== Stored entries ==
[Start of Attachment]

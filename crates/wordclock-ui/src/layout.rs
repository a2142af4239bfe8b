//! Radial placement of a face and the canvas faces are arranged on.

use wordclock_engine::coords::{Vec2, Viewport};

/// Distance from a face's center to its phrases.
pub const DIAL_RADIUS: f32 = 150.0;

/// Horizontal pitch between faces on a multi-zone canvas.
pub const FACE_PITCH: f32 = 400.0;

/// Geometry of one face, in canvas coordinates.
#[derive(Debug, Copy, Clone, PartialEq)]
pub struct FaceLayout {
    pub center: Vec2,
    pub radius: f32,
    /// Offsets below the center for the AM/PM, title and city labels.
    pub meridiem_dy: f32,
    pub title_dy: f32,
    pub city_dy: f32,
}

impl FaceLayout {
    pub fn at(center: Vec2) -> Self {
        Self {
            center,
            radius: DIAL_RADIUS,
            meridiem_dy: 50.0,
            title_dy: 200.0,
            city_dy: 230.0,
        }
    }

    /// Position of a phrase at `angle_deg`, measured clockwise from 12 o'clock.
    #[inline]
    pub fn phrase_position(&self, angle_deg: f32) -> Vec2 {
        self.center + Vec2::from_bearing(angle_deg, self.radius)
    }

    #[inline]
    pub fn meridiem_position(&self) -> Vec2 {
        self.below(self.meridiem_dy)
    }

    #[inline]
    pub fn title_position(&self) -> Vec2 {
        self.below(self.title_dy)
    }

    #[inline]
    pub fn city_position(&self) -> Vec2 {
        self.below(self.city_dy)
    }

    fn below(&self, dy: f32) -> Vec2 {
        self.center + Vec2::new(0.0, dy)
    }
}

/// Design-space canvas: its size, one layout per face and an optional
/// signature line.
#[derive(Debug, Clone, PartialEq)]
pub struct CanvasLayout {
    pub size: Viewport,
    pub faces: Vec<FaceLayout>,
    pub signature: Option<Vec2>,
}

impl CanvasLayout {
    /// 400×450 canvas, one face at (200, 200), signature at y = 430.
    pub fn single() -> Self {
        Self {
            size: Viewport::new(400.0, 450.0),
            faces: vec![FaceLayout::at(Vec2::new(200.0, 200.0))],
            signature: Some(Vec2::new(200.0, 430.0)),
        }
    }

    /// `count` faces side by side on a 600-tall canvas, 400 px apart.
    pub fn row(count: usize) -> Self {
        let count = count.max(1);
        let faces = (0..count)
            .map(|i| FaceLayout::at(Vec2::new(FACE_PITCH * 0.5 + FACE_PITCH * i as f32, 200.0)))
            .collect();
        Self {
            size: Viewport::new(FACE_PITCH * count as f32, 600.0),
            faces,
            signature: None,
        }
    }

    /// `single` for one face, `row` otherwise.
    pub fn for_faces(count: usize) -> Self {
        if count <= 1 { Self::single() } else { Self::row(count) }
    }
}

#[cfg(test)]
mod tests {
    use super::*;

    fn close(a: Vec2, b: Vec2) -> bool {
        (a - b).length() < 1e-3
    }

    #[test]
    fn twelve_oclock_is_straight_up() {
        let f = FaceLayout::at(Vec2::new(200.0, 200.0));
        assert!(close(f.phrase_position(0.0), Vec2::new(200.0, 50.0)));
    }

    #[test]
    fn quarter_turns() {
        let f = FaceLayout::at(Vec2::new(200.0, 200.0));
        assert!(close(f.phrase_position(90.0), Vec2::new(350.0, 200.0)));
        assert!(close(f.phrase_position(180.0), Vec2::new(200.0, 350.0)));
        assert!(close(f.phrase_position(270.0), Vec2::new(50.0, 200.0)));
    }

    #[test]
    fn phrases_sit_on_the_dial() {
        let f = FaceLayout::at(Vec2::new(600.0, 200.0));
        for deg in (0..360).step_by(30) {
            let d = (f.phrase_position(deg as f32) - f.center).length();
            assert!((d - DIAL_RADIUS).abs() < 1e-3, "{deg}°: {d}");
        }
    }

    #[test]
    fn captions_stack_below_center() {
        let f = FaceLayout::at(Vec2::new(1000.0, 200.0));
        assert_eq!(f.meridiem_position(), Vec2::new(1000.0, 250.0));
        assert_eq!(f.title_position(), Vec2::new(1000.0, 400.0));
        assert_eq!(f.city_position(), Vec2::new(1000.0, 430.0));
    }

    #[test]
    fn single_canvas() {
        let c = CanvasLayout::single();
        assert_eq!(c.size, Viewport::new(400.0, 450.0));
        assert_eq!(c.faces.len(), 1);
        assert_eq!(c.faces[0].center, Vec2::new(200.0, 200.0));
        assert_eq!(c.signature, Some(Vec2::new(200.0, 430.0)));
    }

    #[test]
    fn three_zone_row() {
        let c = CanvasLayout::row(3);
        assert_eq!(c.size, Viewport::new(1200.0, 600.0));
        let xs: Vec<f32> = c.faces.iter().map(|f| f.center.x).collect();
        assert_eq!(xs, [200.0, 600.0, 1000.0]);
        assert!(c.faces.iter().all(|f| f.center.y == 200.0));
        assert_eq!(c.signature, None);
    }

    #[test]
    fn for_faces_picks_variant() {
        assert_eq!(CanvasLayout::for_faces(1), CanvasLayout::single());
        assert_eq!(CanvasLayout::for_faces(3), CanvasLayout::row(3));
        assert_eq!(CanvasLayout::row(0).faces.len(), 1);
    }
}
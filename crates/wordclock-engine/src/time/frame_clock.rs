use std::time::{Duration, Instant};

/// Frame timing snapshot.
#[derive(Debug, Copy, Clone)]
pub struct FrameTime {
    /// Time since the previous frame, in seconds (clamped).
    pub dt: f32,
    /// Monotonic timestamp taken at the tick.
    pub now: Instant,
    /// Monotonic frame counter.
    pub frame_index: u64,
}

/// Produces `FrameTime` snapshots for one window.
///
/// Frames are driven by the once-per-second tick plus resizes, so gaps of a
/// second or more are normal; `dt` is clamped to keep it meaningful.
#[derive(Debug, Clone)]
pub struct FrameClock {
    last: Instant,
    frame_index: u64,
    dt_max: Duration,
}

impl FrameClock {
    pub fn new() -> Self {
        Self::with_max_dt(Duration::from_secs(2))
    }

    pub fn with_max_dt(dt_max: Duration) -> Self {
        Self { last: Instant::now(), frame_index: 0, dt_max }
    }

    /// Advances the clock to `now` and returns a snapshot.
    pub fn tick_at(&mut self, now: Instant) -> FrameTime {
        let dt = now.saturating_duration_since(self.last).min(self.dt_max);
        self.last = now;

        let ft = FrameTime { dt: dt.as_secs_f32(), now, frame_index: self.frame_index };
        self.frame_index = self.frame_index.wrapping_add(1);
        ft
    }

    #[inline]
    pub fn tick(&mut self) -> FrameTime {
        self.tick_at(Instant::now())
    }
}

impl Default for FrameClock {
    fn default() -> Self {
        Self::new()
    }
}
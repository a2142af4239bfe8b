/// Linear premultiplied RGBA color.
///
/// Invariant:
/// - `rgb` components are multiplied by `a` (premultiplied alpha).
#[derive(Debug, Copy, Clone, Default, PartialEq)]
pub struct Color {
    pub r: f32, // premultiplied
    pub g: f32, // premultiplied
    pub b: f32, // premultiplied
    pub a: f32,
}

impl Color {
    #[inline]
    pub const fn transparent() -> Self {
        Self { r: 0.0, g: 0.0, b: 0.0, a: 0.0 }
    }

    #[inline]
    pub const fn black() -> Self {
        Self { r: 0.0, g: 0.0, b: 0.0, a: 1.0 }
    }

    /// Creates an opaque color from a `0xRRGGBB` literal (sRGB bytes).
    #[inline]
    pub fn from_hex(rgb: u32) -> Self {
        Self::from_srgb_u8((rgb >> 16) as u8, (rgb >> 8) as u8, rgb as u8, 0xff)
    }

    /// Creates a premultiplied color from straight sRGB bytes (`0`–`255`).
    #[inline]
    pub fn from_srgb_u8(r: u8, g: u8, b: u8, a: u8) -> Self {
        Self::from_straight(
            srgb_to_linear(r as f32 / 255.0),
            srgb_to_linear(g as f32 / 255.0),
            srgb_to_linear(b as f32 / 255.0),
            a as f32 / 255.0,
        )
    }

    /// Creates a premultiplied color from premultiplied components.
    #[inline]
    pub const fn from_premul(r: f32, g: f32, b: f32, a: f32) -> Self {
        Self { r, g, b, a }
    }

    /// Creates a premultiplied color from straight alpha components.
    #[inline]
    pub fn from_straight(r: f32, g: f32, b: f32, a: f32) -> Self {
        let a = a.clamp(0.0, 1.0);
        Self {
            r: (r.clamp(0.0, 1.0)) * a,
            g: (g.clamp(0.0, 1.0)) * a,
            b: (b.clamp(0.0, 1.0)) * a,
            a,
        }
    }

    /// Returns a straight-alpha representation.
    ///
    /// For `a == 0`, RGB is returned as 0.
    #[inline]
    pub fn to_straight(self) -> (f32, f32, f32, f32) {
        if self.a <= 0.0 {
            (0.0, 0.0, 0.0, 0.0)
        } else {
            let inv = 1.0 / self.a;
            (self.r * inv, self.g * inv, self.b * inv, self.a)
        }
    }

    /// Same hue with alpha scaled by `factor`, staying premultiplied.
    #[inline]
    pub fn with_alpha_scaled(self, factor: f32) -> Self {
        let f = factor.clamp(0.0, 1.0);
        Self { r: self.r * f, g: self.g * f, b: self.b * f, a: self.a * f }
    }

    #[inline]
    pub fn to_array(self) -> [f32; 4] {
        [self.r, self.g, self.b, self.a]
    }

    #[inline]
    pub fn is_finite(self) -> bool {
        self.r.is_finite() && self.g.is_finite() && self.b.is_finite() && self.a.is_finite()
    }
}

/// sRGB transfer function, decoding to linear light.
fn srgb_to_linear(c: f32) -> f32 {
    if c <= 0.04045 {
        c / 12.92
    } else {
        ((c + 0.055) / 1.055).powf(2.4)
    }
}

#[cfg(test)]
mod tests {
    use super::*;

    fn approx(a: f32, b: f32) -> bool { (a - b).abs() < 1e-4 }

    #[test]
    fn hex_extremes() {
        assert_eq!(Color::from_hex(0x000000), Color::black());
        let white = Color::from_hex(0xffffff);
        assert!(approx(white.r, 1.0) && approx(white.g, 1.0) && approx(white.b, 1.0));
        assert_eq!(white.a, 1.0);
    }

    #[test]
    fn hex_channel_order() {
        let c = Color::from_hex(0xff0000);
        assert!(approx(c.r, 1.0));
        assert_eq!(c.g, 0.0);
        assert_eq!(c.b, 0.0);
    }

    #[test]
    fn mid_gray_is_linearized() {
        let c = Color::from_hex(0x808080);
        assert!(c.r > 0.21 && c.r < 0.22, "{}", c.r);
    }

    #[test]
    fn straight_roundtrip_premultiplies() {
        let c = Color::from_straight(1.0, 0.5, 0.0, 0.5);
        assert_eq!(c, Color::from_premul(0.5, 0.25, 0.0, 0.5));
        let (r, g, b, a) = c.to_straight();
        assert!(approx(r, 1.0) && approx(g, 0.5) && approx(b, 0.0) && approx(a, 0.5));
    }

    #[test]
    fn alpha_scaling_stays_premultiplied() {
        let c = Color::from_hex(0xff69b4).with_alpha_scaled(0.5);
        assert!(c.r <= c.a && c.g <= c.a && c.b <= c.a);
        assert!(approx(c.a, 0.5));
    }

    #[test]
    fn transparent_to_straight_is_zero() {
        assert_eq!(Color::transparent().to_straight(), (0.0, 0.0, 0.0, 0.0));
    }
}
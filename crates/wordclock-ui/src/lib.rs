//! Word clock faces on top of `wordclock-engine`.
//!
//! | Module | Contents |
//! |--------|----------|
//! | [`app`] | `Application` builder; drives refresh on every tick |
//! | [`face_view`] | `ClockFaceView`, the label set of one face |
//! | [`layout`] | radial placement and canvas arrangements |
//! | [`theme`] | colors, sizes and font handles |

pub mod app;
pub mod face_view;
pub mod layout;
pub mod theme;

pub use app::Application;
pub use face_view::{ClockFaceView, Label};
pub use layout::{CanvasLayout, FaceLayout};
pub use theme::{FaceFonts, Theme};
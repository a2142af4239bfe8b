//! GPU types and pipeline helpers shared by the shape renderers.

use bytemuck::{Pod, Zeroable};

use crate::render::RenderCtx;

pub(super) fn premul_alpha_blend() -> wgpu::BlendState {
    wgpu::BlendState::PREMULTIPLIED_ALPHA_BLENDING
}

// ── viewport uniform ──────────────────────────────────────────────────────

#[repr(C)]
#[derive(Debug, Copy, Clone, Pod, Zeroable)]
pub(super) struct ViewportUniform {
    pub viewport: [f32; 2],
    pub _pad: [f32; 2], // 16-byte alignment
}

impl ViewportUniform {
    pub(super) fn from_ctx(ctx: &RenderCtx<'_>) -> Self {
        Self {
            viewport: [ctx.viewport.width.max(1.0), ctx.viewport.height.max(1.0)],
            _pad: [0.0; 2],
        }
    }
}

/// Minimum binding size for the viewport uniform buffer.
pub(super) fn viewport_ubo_min_binding_size() -> Option<std::num::NonZeroU64> {
    std::num::NonZeroU64::new(std::mem::size_of::<ViewportUniform>() as u64)
}

pub(super) fn viewport_ubo_entry() -> wgpu::BindGroupLayoutEntry {
    wgpu::BindGroupLayoutEntry {
        binding: 0,
        visibility: wgpu::ShaderStages::VERTEX,
        ty: wgpu::BindingType::Buffer {
            ty: wgpu::BufferBindingType::Uniform,
            has_dynamic_offset: false,
            min_binding_size: viewport_ubo_min_binding_size(),
        },
        count: None,
    }
}

// ── quad vertex ───────────────────────────────────────────────────────────

#[repr(C)]
#[derive(Debug, Copy, Clone, Pod, Zeroable)]
pub(super) struct QuadVertex {
    pub pos: [f32; 2], // 0..1
}

impl QuadVertex {
    const ATTRS: [wgpu::VertexAttribute; 1] = wgpu::vertex_attr_array![0 => Float32x2];

    pub(super) fn layout() -> wgpu::VertexBufferLayout<'static> {
        wgpu::VertexBufferLayout {
            array_stride: std::mem::size_of::<QuadVertex>() as u64,
            step_mode: wgpu::VertexStepMode::Vertex,
            attributes: &Self::ATTRS,
        }
    }
}

pub(super) const QUAD_VERTICES: [QuadVertex; 4] = [
    QuadVertex { pos: [0.0, 0.0] },
    QuadVertex { pos: [1.0, 0.0] },
    QuadVertex { pos: [1.0, 1.0] },
    QuadVertex { pos: [0.0, 1.0] },
];

pub(super) const QUAD_INDICES: [u16; 6] = [0, 1, 2, 0, 2, 3];

// ── pipeline ──────────────────────────────────────────────────────────────

/// Instanced-quad pipeline: slot 0 is the unit quad, slot 1 the instances.
pub(super) fn quad_pipeline(
    ctx: &RenderCtx<'_>,
    label: &'static str,
    shader: &wgpu::ShaderModule,
    bind_group_layout: &wgpu::BindGroupLayout,
    instance_layout: wgpu::VertexBufferLayout<'static>,
) -> wgpu::RenderPipeline {
    let pipeline_layout = ctx.device.create_pipeline_layout(&wgpu::PipelineLayoutDescriptor {
        label: Some(label),
        bind_group_layouts: &[bind_group_layout],
        immediate_size: 0,
    });

    ctx.device.create_render_pipeline(&wgpu::RenderPipelineDescriptor {
        label: Some(label),
        layout: Some(&pipeline_layout),
        vertex: wgpu::VertexState {
            module: shader,
            entry_point: Some("vs_main"),
            compilation_options: Default::default(),
            buffers: &[QuadVertex::layout(), instance_layout],
        },
        fragment: Some(wgpu::FragmentState {
            module: shader,
            entry_point: Some("fs_main"),
            compilation_options: Default::default(),
            targets: &[Some(wgpu::ColorTargetState {
                format: ctx.surface_format,
                blend: Some(premul_alpha_blend()),
                write_mask: wgpu::ColorWrites::ALL,
            })],
        }),
        primitive: wgpu::PrimitiveState {
            topology: wgpu::PrimitiveTopology::TriangleList,
            cull_mode: None,
            ..Default::default()
        },
        depth_stencil: None,
        multisample: wgpu::MultisampleState::default(),
        multiview_mask: None,
        cache: None,
    })
}

/// Grows a vertex buffer to hold at least `required` instances of `stride` bytes.
pub(super) fn ensure_instance_buffer(
    ctx: &RenderCtx<'_>,
    label: &'static str,
    buffer: &mut Option<wgpu::Buffer>,
    capacity: &mut usize,
    required: usize,
    stride: usize,
) {
    if required <= *capacity && buffer.is_some() {
        return;
    }
    let new_cap = required.next_power_of_two().max(64);
    *buffer = Some(ctx.device.create_buffer(&wgpu::BufferDescriptor {
        label: Some(label),
        size: (new_cap * stride) as u64,
        usage: wgpu::BufferUsages::VERTEX | wgpu::BufferUsages::COPY_DST,
        mapped_at_creation: false,
    }));
    *capacity = new_cap;
}

#[cfg(test)]
mod tests {
    use super::*;

    #[test]
    fn viewport_uniform_is_16_bytes() {
        assert_eq!(std::mem::size_of::<ViewportUniform>(), 16);
        assert!(viewport_ubo_min_binding_size().is_some());
    }

    #[test]
    fn quad_covers_unit_square() {
        let xs: Vec<f32> = QUAD_VERTICES.iter().map(|v| v.pos[0]).collect();
        let ys: Vec<f32> = QUAD_VERTICES.iter().map(|v| v.pos[1]).collect();
        assert_eq!(xs.iter().cloned().fold(f32::MAX, f32::min), 0.0);
        assert_eq!(ys.iter().cloned().fold(f32::MIN, f32::max), 1.0);
        assert!(QUAD_INDICES.iter().all(|&i| (i as usize) < QUAD_VERTICES.len()));
    }
}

[End of Attachment]

== Your objective ==
Copy out, exactly and alone, the lines of the entries above between the ones holding "the shape renderers." and "viewport uniform buffer.", inclusive.

== Solution to the problem ==
//! GPU types and pipeline helpers shared by the shape renderers.

use bytemuck::{Pod, Zeroable};

use crate::render::RenderCtx;

pub(super) fn premul_alpha_blend() -> wgpu::BlendState {
    wgpu::BlendState::PREMULTIPLIED_ALPHA_BLENDING
}

// ── viewport uniform ──────────────────────────────────────────────────────

#[repr(C)]
#[derive(Debug, Copy, Clone, Pod, Zeroable)]
pub(super) struct ViewportUniform {
    pub viewport: [f32; 2],
    pub _pad: [f32; 2], // 16-byte alignment
}

impl ViewportUniform {
    pub(super) fn from_ctx(ctx: &RenderCtx<'_>) -> Self {
        Self {
            viewport: [ctx.viewport.width.max(1.0), ctx.viewport.height.max(1.0)],
            _pad: [0.0; 2],
        }
    }
}

/// Minimum binding size for the viewport uniform buffer.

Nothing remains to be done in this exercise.